Setting: Physicians randomly selected from the American Medical Association's Medical Marketing Services database from April 1 through November 30, 2005.
Participants: A total of 2999 US dermatologists, family practitioners, and internists.
Main outcome measures: Results based on 1669 surveys returned regarding practice characteristics, skin cancer screening behaviors, and barriers and facilitating factors to performing full-body skin examinations for patients.

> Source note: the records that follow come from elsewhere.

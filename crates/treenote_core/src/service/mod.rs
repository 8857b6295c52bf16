//! Core use-case services.
//!
//! # Responsibility
//! - Bundle multi-step item edits into single undoable use cases.
//! - Keep callers decoupled from raw field edits.

pub mod bookmark_service;
pub mod item_service;

pub use bookmark_service::{
    add_bookmark, bookmark_query, bookmark_shortcuts, update_bookmark_query, BookmarkError,
    BOOKMARKS_COLLECTION,
};
pub use item_service::{ItemService, RepeatInterval, DEFAULT_REPEAT};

Results: The overall response rate was 59.2%. More dermatologists (552 [81.3%]) reported performing full-body skin examinations on patients than did family practitioners (333 [59.6%]) (P < .05) or internists (243 [56.4%]) (P < .05). Among all physicians, time constraints, competing comorbidities, and patient embarrassment were reported as the top 3 barriers to performing full-body skin examinations, and these barriers were different among medical specialties. Among all physicians, having patients at high risk for skin cancer, patient demand for complete examination/mole check, and the influence of medical training were reported as facilitating factors to performing full-body skin examinations.
Conclusion: Becoming more knowledgeable about physician barriers to skin cancer screening could help improve primary and secondary practices in both the primary care and dermatology settings.